Noch Jacobus de Voragine, der um 1263/1267 mit seiner „Legenda aurea“ die wirkmächtigste, weit über das Mittelalter hinaus einflussreiche Sammlung von Heiligenleben zusammengestellt hat, widmete ihnen nur einige dürre Zeilen innerhalb seiner Ausführungen zum Fest der Erscheinung des Herrn (Epiphanias, 6. Januar). Dass rund 100 Jahre nach der Translation ihrer Reliquien von Mailand nach Köln die Geschichte der Weisen aus dem Morgenland von einem der größten Hagiographen aller Zeiten schlicht nicht zur Kenntnis genommen bzw. größerer schriftlicher Erläuterungen für unwürdig erachtet wurde, setzt im Grunde das seit der Spätantike charakteristische Schweigen fort.
Von zentraler Bedeutung für die Frühgeschichte der Heiltümer ist die Gestalt der heiligen Helena (249/50–328/29), der Mutter Kaisers Konstantins I. Ihr Name ist untrennbar verbunden mit der Auffindung und wundersamen Identifizierung des „Wahren Kreuzes“ im Jahr 326. Diese durch den heiligen Ambrosius von Mailand überlieferte Legende war seit 390 im Ostteil des Römischen Reichs bekannt und wurde in der Folge vor allem durch griechische Kirchenhistoriker des 5. Jahrhunderts wie Theodoret und Sozomenos immer weiter ausge‧schmückt.
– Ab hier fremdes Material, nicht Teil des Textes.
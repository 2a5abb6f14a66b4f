//! Surge keeper - off-chain controller for an NFT options protocol.
//!
//! The keeper drives option positions through their on-chain lifecycle and
//! keeps the protocol's cached risk in step with the positions it counts.
//! Each pass over a market closes expired positions, refreshes the market's
//! cached `{PNL, delta}` when it moved enough to matter, and activates
//! pending positions. After every market has run, the vault's protocol-wide
//! unrealized PNL is refreshed once if any market's risk changed.
//!
//! # Architecture
//!
//! - [`domain`] - Positions, markets, risk snapshots and fixed-point math
//! - [`port`] - Traits for the ledger, risk cache, registry and submitter
//! - [`application`] - Batch executor, risk synchronizer and orchestrators
//! - [`adapter`] - alloy chain adapter and the `clap` CLI
//! - [`infrastructure`] - Configuration, address book and wiring
//! - [`error`] - Error types for the crate
//!
//! # Example
//!
//! ```no_run
//! use surge_keeper::infrastructure::bootstrap;
//! use surge_keeper::infrastructure::config::settings::Config;
//!
//! # async fn run() -> surge_keeper::error::Result<()> {
//! let config = Config::load("config.toml")?;
//! let runtime = bootstrap::build(&config, true)?;
//! let report = runtime.keeper.process_all_markets().await?;
//! println!("closed {} positions", report.positions_closed());
//! # Ok(())
//! # }
//! ```

pub mod adapter;
pub mod application;
pub mod domain;
pub mod error;
pub mod infrastructure;
pub mod port;

#[cfg(any(test, feature = "testkit"))]
pub mod testkit;
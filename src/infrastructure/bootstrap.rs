//! Composition root: turns a [`Config`] into a ready [`Keeper`].

use std::str::FromStr;
use std::sync::Arc;

use alloy_signer_local::PrivateKeySigner;
use tracing::{info, warn};
use url::Url;

use crate::adapter::outbound::chain::{self, ChainClient, ChainSubmitter, DryRunSubmitter};
use crate::adapter::outbound::registry::StaticMarketRegistry;
use crate::application::orchestration::{Keeper, KeeperPorts};
use crate::error::{ConfigError, Result};
use crate::infrastructure::config::deployment::Deployment;
use crate::infrastructure::config::settings::{Config, PRIVATE_KEY_ENV};
use crate::port::TransactionSubmitter;

/// A wired keeper together with what it was built from.
pub struct Runtime {
    /// The keeper.
    pub keeper: Keeper,
    /// Resolved contract addresses and markets.
    pub deployment: Deployment,
    /// Whether writes are logged instead of sent.
    pub dry_run: bool,
}

fn signer(config: &Config) -> Result<PrivateKeySigner> {
    let key = config.signing_key()?;
    // The provider's chain-id filler stamps every transaction.
    PrivateKeySigner::from_str(key.trim()).map_err(|e| {
        ConfigError::InvalidValue {
            field: PRIVATE_KEY_ENV,
            reason: e.to_string(),
        }
        .into()
    })
}

/// Build the keeper for `config`.
///
/// `force_dry_run` overrides a `dry_run = false` in the file. A dry run needs
/// no signing key.
///
/// # Errors
///
/// Fails on an unresolvable deployment, a malformed RPC URL, or a missing or
/// invalid signing key.
pub fn build(config: &Config, force_dry_run: bool) -> Result<Runtime> {
    let deployment = Deployment::resolve(config)?;
    let rpc_url = Url::parse(&config.network.rpc_url)?;
    let dry_run = config.dry_run || force_dry_run;

    let (provider, submitter): (_, Arc<dyn TransactionSubmitter>) = if dry_run {
        warn!("Dry run: transactions will be logged, not sent");
        (chain::connect(rpc_url, None), Arc::new(DryRunSubmitter))
    } else {
        let signer = signer(config)?;
        info!(address = %signer.address(), chain_id = config.network.chain_id, "Signing key loaded");
        let provider = chain::connect(rpc_url, Some(signer));
        let submitter = ChainSubmitter::new(
            provider.clone(),
            deployment.addresses,
            config.transactions.policy(),
        );
        (provider, Arc::new(submitter))
    };

    let client = Arc::new(ChainClient::new(provider, deployment.addresses));
    let ports = KeeperPorts {
        ledger: client.clone(),
        risk_cache: client,
        submitter,
        registry: Arc::new(StaticMarketRegistry::new(
            deployment.markets.clone(),
            deployment.addresses,
        )),
    };

    info!(
        network = %config.network.name,
        markets = deployment.markets.len(),
        dry_run,
        "Keeper initialized"
    );

    Ok(Runtime {
        keeper: Keeper::new(ports, config.risk.materiality()),
        deployment,
        dry_run,
    })
}

#[cfg(test)]
mod tests {
    use super::*;

    #[test]
    fn dry_run_needs_no_key() {
        let config = Config::parse_toml(
            r#"
dry_run = true

[network]
name = "localhost"
rpc_url = "http://127.0.0.1:8545"
chain_id = 31337
"#,
        )
        .unwrap();
        let runtime = build(&config, false).unwrap();
        assert!(runtime.dry_run);
        assert!(runtime.deployment.markets.is_empty());
    }

    const LOCAL: &str = r#"
[network]
name = "localhost"
rpc_url = "http://127.0.0.1:8545"
chain_id = 31337
"#;

    #[test]
    fn live_build_loads_hex_key() {
        let mut config = Config::parse_toml(LOCAL).unwrap();
        // Well-known first development account of a local node.
        config.wallet.private_key =
            Some("0xac0974bec39a17e36ba4a6b4d238ff944bacb478cbed5efcae784d7bf4f2ff80".into());

        let runtime = build(&config, false).unwrap();
        assert!(!runtime.dry_run);
    }

    #[test]
    fn live_build_rejects_malformed_key() {
        let mut config = Config::parse_toml(LOCAL).unwrap();
        config.wallet.private_key = Some("not-a-key".into());

        let err = build(&config, false).err().unwrap();
        assert!(err.to_string().contains(PRIVATE_KEY_ENV));
    }
}
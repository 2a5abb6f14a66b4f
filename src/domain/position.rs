//! Position lifecycle state machine.
//!
//! ```text
//! PENDING --activate--> ACTIVE --close(at/after expiry)--> CLOSED
//! PENDING --forceClosePending--> CANCELED
//! ```
//!
//! The keeper never mutates positions itself. The ledger enforces this machine
//! and the keeper only requests transitions; the types here let the keeper
//! (and the in-memory test ledger) reason about which requests are valid.

use std::fmt;

use alloy_primitives::{Address, I256, U256};
use serde::{Deserialize, Serialize};

use super::error::DomainError;
use super::id::PositionId;

/// Lifecycle state of a position on the ledger.
#[derive(Debug, Clone, Copy, PartialEq, Eq, Hash, Serialize, Deserialize)]
#[serde(rename_all = "lowercase")]
pub enum PositionState {
    /// Premium escrowed, not yet counted in aggregate risk.
    Pending,
    /// Counted in aggregate risk.
    Active,
    /// Settled at or after expiry.
    Closed,
    /// Force-closed while still pending; premium refunded.
    Canceled,
}

impl PositionState {
    /// Apply a transition, returning the resulting state.
    ///
    /// # Errors
    ///
    /// Returns [`DomainError::InvalidStateTransition`] when the transition does
    /// not start from this state. Terminal states accept no transitions.
    pub fn apply(self, transition: Transition) -> Result<Self, DomainError> {
        match (self, transition) {
            (Self::Pending, Transition::Activate) => Ok(Self::Active),
            (Self::Pending, Transition::ForceClosePending) => Ok(Self::Canceled),
            (Self::Active, Transition::Close) => Ok(Self::Closed),
            (from, transition) => Err(DomainError::InvalidStateTransition { from, transition }),
        }
    }

    /// True for `Closed` and `Canceled`.
    #[must_use]
    pub const fn is_terminal(self) -> bool {
        matches!(self, Self::Closed | Self::Canceled)
    }
}

impl fmt::Display for PositionState {
    fn fmt(&self, f: &mut fmt::Formatter<'_>) -> fmt::Result {
        let s = match self {
            Self::Pending => "PENDING",
            Self::Active => "ACTIVE",
            Self::Closed => "CLOSED",
            Self::Canceled => "CANCELED",
        };
        f.write_str(s)
    }
}

/// A ledger-side state transition the keeper can request in batch.
#[derive(Debug, Clone, Copy, PartialEq, Eq, Hash, Serialize, Deserialize)]
#[serde(rename_all = "snake_case")]
pub enum Transition {
    /// `PENDING -> ACTIVE`.
    Activate,
    /// `ACTIVE -> CLOSED`, settling the payout.
    Close,
    /// `PENDING -> CANCELED`, refunding the premium.
    ForceClosePending,
}

impl Transition {
    /// Name of the batched ledger method implementing this transition.
    #[must_use]
    pub const fn batch_method(self) -> &'static str {
        match self {
            Self::Activate => "batchActivateOptions",
            Self::Close => "batchCloseOptions",
            Self::ForceClosePending => "batchForceClosePendingPositions",
        }
    }

    /// State a position must be in for this transition to apply.
    #[must_use]
    pub const fn source_state(self) -> PositionState {
        match self {
            Self::Activate | Self::ForceClosePending => PositionState::Pending,
            Self::Close => PositionState::Active,
        }
    }
}

impl fmt::Display for Transition {
    fn fmt(&self, f: &mut fmt::Formatter<'_>) -> fmt::Result {
        let s = match self {
            Self::Activate => "activate",
            Self::Close => "close",
            Self::ForceClosePending => "cancel",
        };
        f.write_str(s)
    }
}

/// One outstanding option-like position as recorded by the ledger.
#[derive(Debug, Clone, PartialEq, Eq)]
pub struct Position {
    /// Ledger identifier.
    pub id: PositionId,
    /// Collection address of the owning market.
    pub collection: Address,
    /// Strike price, 18 decimals.
    pub strike: U256,
    /// Expiry as a unix timestamp in seconds.
    pub expiry: u64,
    /// Notional amount, 18 decimals.
    pub amount: U256,
    /// Current lifecycle state.
    pub state: PositionState,
    /// Mark-to-market PNL contribution, 18 decimals.
    pub pnl: I256,
    /// Notional-weighted delta contribution, 36 decimals before normalization.
    pub weighted_delta: I256,
}

impl Position {
    /// An active position is eligible to close once `now` reaches expiry.
    #[must_use]
    pub fn is_expired_at(&self, now: u64) -> bool {
        self.state == PositionState::Active && now >= self.expiry
    }
}

#[cfg(test)]
mod tests {
    use super::*;

    #[test]
    fn pending_can_activate_or_cancel() {
        assert_eq!(
            PositionState::Pending.apply(Transition::Activate),
            Ok(PositionState::Active)
        );
        assert_eq!(
            PositionState::Pending.apply(Transition::ForceClosePending),
            Ok(PositionState::Canceled)
        );
    }

    #[test]
    fn active_can_only_close() {
        assert_eq!(
            PositionState::Active.apply(Transition::Close),
            Ok(PositionState::Closed)
        );
        assert_eq!(
            PositionState::Active.apply(Transition::Activate),
            Err(DomainError::InvalidStateTransition {
                from: PositionState::Active,
                transition: Transition::Activate,
            })
        );
        assert!(PositionState::Active
            .apply(Transition::ForceClosePending)
            .is_err());
    }

    #[test]
    fn terminal_states_reject_everything() {
        for state in [PositionState::Closed, PositionState::Canceled] {
            assert!(state.is_terminal());
            for transition in [
                Transition::Activate,
                Transition::Close,
                Transition::ForceClosePending,
            ] {
                assert!(state.apply(transition).is_err(), "{state} accepted {transition}");
            }
        }
    }

    #[test]
    fn pending_cannot_close() {
        let err = PositionState::Pending.apply(Transition::Close).unwrap_err();
        assert_eq!(err.to_string(), "cannot close a position in state PENDING");
    }

    #[test]
    fn batch_method_names_match_ledger() {
        assert_eq!(Transition::Activate.batch_method(), "batchActivateOptions");
        assert_eq!(Transition::Close.batch_method(), "batchCloseOptions");
        assert_eq!(
            Transition::ForceClosePending.batch_method(),
            "batchForceClosePendingPositions"
        );
    }

    #[test]
    fn expiry_only_applies_to_active_positions() {
        let mut position = Position {
            id: PositionId::from(1),
            collection: Address::ZERO,
            strike: U256::ZERO,
            expiry: 100,
            amount: U256::ZERO,
            state: PositionState::Active,
            pnl: I256::ZERO,
            weighted_delta: I256::ZERO,
        };
        assert!(!position.is_expired_at(99));
        assert!(position.is_expired_at(100));

        position.state = PositionState::Pending;
        assert!(!position.is_expired_at(1_000));
    }
}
Die legendenhafte Überhöhung stieß freilich nicht überall auf rückhaltloses Wohlgefallen: In einer Gesetzesverfügung vom Ende des 5. Jahrhunderts wurde gar ausdrücklich vor der Lektüre von Schriften über die Auffindung des Heiligen Kreuzes gewarnt.
Ihre Pilgerfahrt ins Heilige Land nutzte Helena zur Suche nach weiteren Reliquien: Die Früchte ihres dabei entwickelten, geradezu archäologischen Spürsinns wurden der Schleier der Gottesmutter Maria und der Heilige Rock, der später nach Trier überführt worden sein soll. Alle frühen Quellen schweigen sich freilich über die Auffindung von Dreikönigsreliquien aus. Die Verbindung, die zwischen Helena und der ersten Dreikönigserhebung konstruiert wurde, ist deutlich jüngeren Datums, rückt verdächtig nahe an die „Entdeckung“ der Heiltümer 1158 in Mailand heran, ja wird in den allermeisten Fällen gar erst nach deren Überführung nach Köln greifbar.
Neben Helena ist der heilige Eustorgius, zwischen 344 und 350 Bischof von Mailand, für die Frühgeschichte der Dreikönigsreliquien von eminenter Bedeutung. In seiner um 1200 anonym abgefassten Lebensbeschreibung („Vita Eustor‧gii“) finden sich zum ersten Mal substantielle Aussagen zum Schicksal der Reliquien. Von Bedeutung sind in diesem Zusammenhang Entstehungszeit und -ort der Quelle. Nach ak‧tuellem Forschungsstand erfolgte ihre Abfassung nämlich erst Ende des 12. Jahrhunderts im Kölner Raum, mithin also deutlich nach der endgültigen, 1164 erfolgten Reliquientranslation in eine Stadt, die ein gesteigertes Interesse an intensiver Kultpropaganda für die neuerworbenen Reliquien haben musste, über die schlicht noch nicht allzu viel bekannt war.